The nurse is preparing to change a clients sternal dressing. What action by the nurse is most important?
- A. Wash hands and wear sterile gloves.
- B. Don a mask and gown.
- C. Prepare a sterile field.
- D. Use clean technique for the procedure.
Correct Answer: C
Rationale: Changing a sternal dressing requires maintaining a sterile environment to prevent infection, especially in a post-surgical client. Preparing a sterile field is the most important action to ensure sterility. Washing hands and wearing sterile gloves are part of the process but are secondary to establishing a sterile field. A mask and gown may be required depending on hospital protocol, but the sterile field is critical. Clean technique is not appropriate for this procedure.
A client is in the hospital after suffering a myocardial infarction and has bathroom privileges. The nurse assists the client to the bathroom and notes the clients 02 saturation to be low. What action by the nurse is most appropriate?
- A. Return the client to bed and apply oxygen.
- B. Continue to monitor the client's oxygen saturation.
- C. Notify the healthcare provider immediately.
- D. Encourage the client to take deep breaths.
Correct Answer: A
Rationale: Low oxygen saturation in a client post-myocardial infarction indicates potential hypoxemia, which can worsen cardiac ischemia. The nurse should return the client to bed and apply oxygen to improve oxygenation. Monitoring should continue, but immediate action is needed. Notifying the provider may be necessary if the situation does not improve, but oxygen administration is the priority. Encouraging deep breaths may help but is not sufficient alone.
A nurse is a caring for a client who had coronary artery bypass grafting yesterday. What actions does the nurse delegate to the unlicensed assistive personnel (UAP?) (Select all that apply.)
- A. Assist the client to the chair for meals and to the bathroom.
- B. Teach the client how to use the incentive spirometer.
- C. Ensure the client wears TED hose or sequential compression devices.
- D. Have the client rate pain on a 0-to-10 scale and report to the nurse.

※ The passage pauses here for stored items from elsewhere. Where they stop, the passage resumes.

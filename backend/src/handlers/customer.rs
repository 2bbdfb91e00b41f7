//! HTTP handlers for the customer registry

use axum::{
    extract::{Path, Query, State},
    Json,
};
use serde::Deserialize;
use uuid::Uuid;

use crate::error::AppResult;
use crate::middleware::{require_role, CurrentUser};
use crate::services::customer::{
    CreateCustomerInput, CustomerRecord, CustomerService, UpdateCustomerInput,
};
use crate::AppState;
use shared::models::Role;

#[derive(Debug, Default, Deserialize)]
pub struct ListCustomersQuery {
    #[serde(default)]
    pub include_inactive: bool,
}

/// Create a customer (SELLER)
pub async fn create_customer(
    State(state): State<AppState>,
    current_user: CurrentUser,
    Json(input): Json<CreateCustomerInput>,
) -> AppResult<Json<CustomerRecord>> {
    require_role(&current_user.0, &[Role::Seller])?;
    let service = CustomerService::new(state.db);
    let customer = service.create_customer(input).await?;
    Ok(Json(customer))
}

/// Update a customer (SELLER)
pub async fn update_customer(
    State(state): State<AppState>,
    current_user: CurrentUser,
    Path(customer_id): Path<Uuid>,
    Json(input): Json<UpdateCustomerInput>,
) -> AppResult<Json<CustomerRecord>> {
    require_role(&current_user.0, &[Role::Seller])?;
    let service = CustomerService::new(state.db);
    let customer = service.update_customer(customer_id, input).await?;
    Ok(Json(customer))
}

/// Deactivate a customer (SELLER)
pub async fn deactivate_customer(
    State(state): State<AppState>,
    current_user: CurrentUser,
    Path(customer_id): Path<Uuid>,
) -> AppResult<Json<CustomerRecord>> {
    require_role(&current_user.0, &[Role::Seller])?;
    let service = CustomerService::new(state.db);
    let customer = service.deactivate_customer(customer_id).await?;
    Ok(Json(customer))
}

/// List customers
pub async fn list_customers(
    State(state): State<AppState>,
    _current_user: CurrentUser,
    Query(query): Query<ListCustomersQuery>,
) -> AppResult<Json<Vec<CustomerRecord>>> {
    let service = CustomerService::new(state.db);
    let customers = service.list_customers(query.include_inactive).await?;
    Ok(Json(customers))
}

/// Get a customer
pub async fn get_customer(
    State(state): State<AppState>,
    _current_user: CurrentUser,
    Path(customer_id): Path<Uuid>,
) -> AppResult<Json<CustomerRecord>> {
    let service = CustomerService::new(state.db);
    let customer = service.get_customer(customer_id).await?;
    Ok(Json(customer))
}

- E. Take and record a full set of vital signs per hospital protocol.
Correct Answer: A,C,E
Rationale: The nurse can delegate assisting the client to get up in the chair or ambulate to the bathroom, applying TED hose or sequential compression devices, and taking/recording vital signs. The incentive spirometer should be used every hour the day after surgery, but teaching is a nursing responsibility. Assessing pain using a 0-to-10 scale is a nursing assessment, although if the client reports pain, the UAP should inform the nurse for a more detailed assessment.
A nursing student studying acute coronary syndromes learns that the pain of a myocardial infarction (MI) differs from stable angina in which way? (Select all that apply.)
- A. Accompanied by shortness of breath
- B. Feelings of fear or anxiety
- C. Lasts longer than 15 minutes
- D. Not relieved by rest or nitroglycerin
- E. Triggered by exertion
Correct Answer: A,B,C,D
Rationale: The pain of a myocardial infarction is typically accompanied by shortness of breath, feelings of fear or anxiety, lasts longer than 15 minutes, and is not relieved by rest or nitroglycerin, unlike stable angina. Stable angina is often triggered by exertion, but MI pain can occur at rest.